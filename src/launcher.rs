//! Supervised server lifecycle.
//!
//! A [`ServerLauncher`] owns a platform server running on a dedicated
//! background thread with its own tokio runtime. Launch hands the actual
//! bound port back over a one-shot channel and waits for the started signal;
//! shutdown broadcasts the stop signal and joins the thread, which drains
//! in-flight handlers for a bounded window first.

use std::net::SocketAddr;
use std::sync::mpsc;
use std::sync::Arc;
use std::thread;
use std::time::Duration;

use thiserror::Error;
use tokio::sync::broadcast;
use tracing::{error, info, warn};

use crate::core::config::{InitConfig, PlatformConfig};
use crate::platform::{server, AgentPlatform};

/// Probe timeout when checking whether a requested port is occupied.
const PORT_PROBE_TIMEOUT: Duration = Duration::from_millis(200);

/// Errors that can occur while launching or supervising a server.
#[derive(Debug, Error)]
pub enum LaunchError {
    /// Socket setup failed.
    #[error("IO error: {0}")]
    Io(#[from] std::io::Error),
    /// The server thread died before reporting its bound port.
    #[error("Server thread exited before startup completed")]
    Bootstrap,
    /// The launcher already supervises a running server.
    #[error("Server is already running on port [{0}]")]
    AlreadyRunning(u16),
}

/// Finds an unoccupied port by binding an ephemeral socket.
pub fn find_available_port() -> std::io::Result<u16> {
    let listener = std::net::TcpListener::bind(("127.0.0.1", 0))?;
    Ok(listener.local_addr()?.port())
}

/// Validates a requested port, substituting a free one when necessary.
///
/// With no port given, an ephemeral port is selected. With a port given, a
/// loopback connect probe decides: a successful connect means the port is
/// occupied and a fresh one is returned instead.
pub fn check_port(port: Option<u16>) -> std::io::Result<u16> {
    match port {
        None => {
            let port = find_available_port()?;
            warn!("Server port is not provided, automatically select [{port}] as the port number");
            Ok(port)
        }
        Some(port) => {
            let addr = SocketAddr::from(([127, 0, 0, 1], port));
            if std::net::TcpStream::connect_timeout(&addr, PORT_PROBE_TIMEOUT).is_ok() {
                let new_port = find_available_port()?;
                warn!("Port [{port}] is occupied, use [{new_port}] instead");
                Ok(new_port)
            } else {
                Ok(port)
            }
        }
    }
}

/// Supervisor of one background platform server.
pub struct ServerLauncher {
    config: PlatformConfig,
    init: Option<InitConfig>,
    port: Option<u16>,
    shutdown_tx: Option<broadcast::Sender<()>>,
    thread: Option<thread::JoinHandle<()>>,
}

impl ServerLauncher {
    /// Creates a launcher for the given configuration; nothing runs yet.
    pub fn new(config: PlatformConfig) -> Self {
        Self {
            config,
            init: None,
            port: None,
            shutdown_tx: None,
            thread: None,
        }
    }

    /// Attaches process-init settings the server thread replays at startup.
    pub fn with_init(mut self, init: InitConfig) -> Self {
        self.init = Some(init);
        self
    }

    /// The actual bound port, once launched.
    pub fn port(&self) -> Option<u16> {
        self.port
    }

    /// Whether a supervised server is currently running.
    pub fn is_running(&self) -> bool {
        self.thread.is_some()
    }

    /// Starts the server and blocks until it is reachable.
    ///
    /// Returns the actual bound port, which may differ from the requested
    /// one when that port was occupied.
    pub fn launch(&mut self) -> Result<u16, LaunchError> {
        if self.thread.is_some() {
            return Err(LaunchError::AlreadyRunning(self.port.unwrap_or(0)));
        }

        let (port_tx, port_rx) = mpsc::channel();
        let (started_tx, started_rx) = mpsc::channel();
        let (shutdown_tx, _) = broadcast::channel(1);
        let shutdown_rx = shutdown_tx.subscribe();
        let config = self.config.clone();
        let init = self.init.clone();

        let thread = thread::Builder::new()
            .name("rpc-agent-server".to_string())
            .spawn(move || run_server_thread(config, init, port_tx, started_tx, shutdown_rx))?;

        let port = port_rx.recv().map_err(|_| LaunchError::Bootstrap)?;
        started_rx.recv().map_err(|_| LaunchError::Bootstrap)?;

        self.port = Some(port);
        self.shutdown_tx = Some(shutdown_tx);
        self.thread = Some(thread);
        info!("Launch agent server at [{}:{port}] success", self.config.host);
        Ok(port)
    }

    /// Signals the server to stop and joins its thread.
    ///
    /// The join is bounded by the server's drain window. Safe to call more
    /// than once; later calls are no-ops.
    pub fn shutdown(&mut self) {
        if let Some(shutdown_tx) = self.shutdown_tx.take() {
            let _ = shutdown_tx.send(());
        }
        if let Some(thread) = self.thread.take() {
            if thread.join().is_err() {
                error!("agent server thread panicked during shutdown");
            }
            if let Some(port) = self.port {
                info!("Agent server at port [{port}] is stopped");
            }
        }
    }

    /// Blocks until the server terminates on its own.
    pub fn wait_until_terminate(&mut self) {
        if let Some(thread) = self.thread.take() {
            let _ = thread.join();
        }
    }
}

impl Drop for ServerLauncher {
    fn drop(&mut self) {
        self.shutdown();
    }
}

fn run_server_thread(
    config: PlatformConfig,
    init: Option<InitConfig>,
    port_tx: mpsc::Sender<u16>,
    started_tx: mpsc::Sender<()>,
    shutdown_rx: broadcast::Receiver<()>,
) {
    if let Some(init) = init {
        init.apply();
    }
    let runtime = match tokio::runtime::Builder::new_multi_thread().enable_all().build() {
        Ok(runtime) => runtime,
        Err(err) => {
            error!("failed to build server runtime: {err}");
            return;
        }
    };
    runtime.block_on(async move {
        let listener = match server::bind_server(config.port, config.local_mode).await {
            Ok(listener) => listener,
            Err(err) => {
                error!("failed to bind server socket: {err}");
                return;
            }
        };
        let port = match listener.local_addr() {
            Ok(addr) => addr.port(),
            Err(err) => {
                error!("failed to read bound address: {err}");
                return;
            }
        };
        let platform = Arc::new(AgentPlatform::new(config.max_pool_size, config.max_age()));
        if port_tx.send(port).is_err() {
            return;
        }
        let _ = started_tx.send(());
        server::serve(platform, listener, shutdown_rx).await;
    });
}

#[cfg(test)]
mod tests {
    use super::*;

    #[test]
    fn test_check_port_keeps_free_port() {
        let free = find_available_port().unwrap();
        assert_eq!(check_port(Some(free)).unwrap(), free);
    }

    #[test]
    fn test_check_port_replaces_occupied_port() {
        let occupied = std::net::TcpListener::bind(("127.0.0.1", 0)).unwrap();
        let port = occupied.local_addr().unwrap().port();
        let chosen = check_port(Some(port)).unwrap();
        assert_ne!(chosen, port);
    }

    #[test]
    fn test_check_port_assigns_when_missing() {
        let port = check_port(None).unwrap();
        assert!(port > 0);
    }
}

__Action item__
Exactly and without omission, set down every entry.

__Your response__
filename src/launcher.rs
//! Supervised server lifecycle.
//!
//! A [`ServerLauncher`] owns a platform server running on a dedicated
//! background thread with its own tokio runtime. Launch hands the actual
//! bound port back over a one-shot channel and waits for the started signal;
//! shutdown broadcasts the stop signal and joins the thread, which drains
//! in-flight handlers for a bounded window first.

use std::net::SocketAddr;
use std::sync::mpsc;
use std::sync::Arc;
use std::thread;
use std::time::Duration;

use thiserror::Error;
use tokio::sync::broadcast;
use tracing::{error, info, warn};

use crate::core::config::{InitConfig, PlatformConfig};
use crate::platform::{server, AgentPlatform};

/// Probe timeout when checking whether a requested port is occupied.
const PORT_PROBE_TIMEOUT: Duration = Duration::from_millis(200);

/// Errors that can occur while launching or supervising a server.
#[derive(Debug, Error)]
pub enum LaunchError {
    /// Socket setup failed.
    #[error("IO error: {0}")]
    Io(#[from] std::io::Error),
    /// The server thread died before reporting its bound port.
    #[error("Server thread exited before startup completed")]
    Bootstrap,
    /// The launcher already supervises a running server.
    #[error("Server is already running on port [{0}]")]
    AlreadyRunning(u16),
}

/// Finds an unoccupied port by binding an ephemeral socket.
pub fn find_available_port() -> std::io::Result<u16> {
    let listener = std::net::TcpListener::bind(("127.0.0.1", 0))?;
    Ok(listener.local_addr()?.port())
}

/// Validates a requested port, substituting a free one when necessary.
///
/// With no port given, an ephemeral port is selected. With a port given, a
/// loopback connect probe decides: a successful connect means the port is
/// occupied and a fresh one is returned instead.
pub fn check_port(port: Option<u16>) -> std::io::Result<u16> {
    match port {
        None => {
            let port = find_available_port()?;
            warn!("Server port is not provided, automatically select [{port}] as the port number");
            Ok(port)
        }
        Some(port) => {
            let addr = SocketAddr::from(([127, 0, 0, 1], port));
            if std::net::TcpStream::connect_timeout(&addr, PORT_PROBE_TIMEOUT).is_ok() {
                let new_port = find_available_port()?;
                warn!("Port [{port}] is occupied, use [{new_port}] instead");
                Ok(new_port)
            } else {
                Ok(port)
            }
        }
    }
}

/// Supervisor of one background platform server.
pub struct ServerLauncher {
    config: PlatformConfig,
    init: Option<InitConfig>,
    port: Option<u16>,
    shutdown_tx: Option<broadcast::Sender<()>>,
    thread: Option<thread::JoinHandle<()>>,
}

impl ServerLauncher {
    /// Creates a launcher for the given configuration; nothing runs yet.
    pub fn new(config: PlatformConfig) -> Self {
        Self {
            config,
            init: None,
            port: None,
            shutdown_tx: None,
            thread: None,
        }
    }

    /// Attaches process-init settings the server thread replays at startup.
    pub fn with_init(mut self, init: InitConfig) -> Self {
        self.init = Some(init);
        self
    }

    /// The actual bound port, once launched.
    pub fn port(&self) -> Option<u16> {
        self.port
    }

    /// Whether a supervised server is currently running.
    pub fn is_running(&self) -> bool {
        self.thread.is_some()
    }

    /// Starts the server and blocks until it is reachable.
    ///
    /// Returns the actual bound port, which may differ from the requested
    /// one when that port was occupied.
    pub fn launch(&mut self) -> Result<u16, LaunchError> {
        if self.thread.is_some() {
            return Err(LaunchError::AlreadyRunning(self.port.unwrap_or(0)));
        }

        let (port_tx, port_rx) = mpsc::channel();
        let (started_tx, started_rx) = mpsc::channel();
        let (shutdown_tx, _) = broadcast::channel(1);
        let shutdown_rx = shutdown_tx.subscribe();
        let config = self.config.clone();
        let init = self.init.clone();

        let thread = thread::Builder::new()
            .name("rpc-agent-server".to_string())
            .spawn(move || run_server_thread(config, init, port_tx, started_tx, shutdown_rx))?;

        let port = port_rx.recv().map_err(|_| LaunchError::Bootstrap)?;
        started_rx.recv().map_err(|_| LaunchError::Bootstrap)?;

        self.port = Some(port);
        self.shutdown_tx = Some(shutdown_tx);
        self.thread = Some(thread);
        info!("Launch agent server at [{}:{port}] success", self.config.host);
        Ok(port)
    }

    /// Signals the server to stop and joins its thread.
    ///
    /// The join is bounded by the server's drain window. Safe to call more
    /// than once; later calls are no-ops.
    pub fn shutdown(&mut self) {
        if let Some(shutdown_tx) = self.shutdown_tx.take() {
            let _ = shutdown_tx.send(());
        }
        if let Some(thread) = self.thread.take() {
            if thread.join().is_err() {
                error!("agent server thread panicked during shutdown");
            }
            if let Some(port) = self.port {
                info!("Agent server at port [{port}] is stopped");
            }
        }
    }

    /// Blocks until the server terminates on its own.
    pub fn wait_until_terminate(&mut self) {
        if let Some(thread) = self.thread.take() {
            let _ = thread.join();
        }
    }
}

impl Drop for ServerLauncher {
    fn drop(&mut self) {
        self.shutdown();
    }
}

fn run_server_thread(
    config: PlatformConfig,
    init: Option<InitConfig>,
    port_tx: mpsc::Sender<u16>,
    started_tx: mpsc::Sender<()>,
    shutdown_rx: broadcast::Receiver<()>,
) {
    if let Some(init) = init {
        init.apply();
    }
    let runtime = match tokio::runtime::Builder::new_multi_thread().enable_all().build() {
        Ok(runtime) => runtime,
        Err(err) => {
            error!("failed to build server runtime: {err}");
            return;
        }
    };
    runtime.block_on(async move {
        let listener = match server::bind_server(config.port, config.local_mode).await {
            Ok(listener) => listener,
            Err(err) => {
                error!("failed to bind server socket: {err}");
                return;
            }
        };
        let port = match listener.local_addr() {
            Ok(addr) => addr.port(),
            Err(err) => {
                error!("failed to read bound address: {err}");
                return;
            }
        };
        let platform = Arc::new(AgentPlatform::new(config.max_pool_size, config.max_age()));
        if port_tx.send(port).is_err() {
            return;
        }
        let _ = started_tx.send(());
        server::serve(platform, listener, shutdown_rx).await;
    });
}

#[cfg(test)]
mod tests {
    use super::*;

    #[test]
    fn test_check_port_keeps_free_port() {
        let free = find_available_port().unwrap();
        assert_eq!(check_port(Some(free)).unwrap(), free);
    }

    #[test]
    fn test_check_port_replaces_occupied_port() {
        let occupied = std::net::TcpListener::bind(("127.0.0.1", 0)).unwrap();
        let port = occupied.local_addr().unwrap().port();
        let chosen = check_port(Some(port)).unwrap();
        assert_ne!(chosen, port);
    }

    #[test]
    fn test_check_port_assigns_when_missing() {
        let port = check_port(None).unwrap();
        assert!(port > 0);
    }
}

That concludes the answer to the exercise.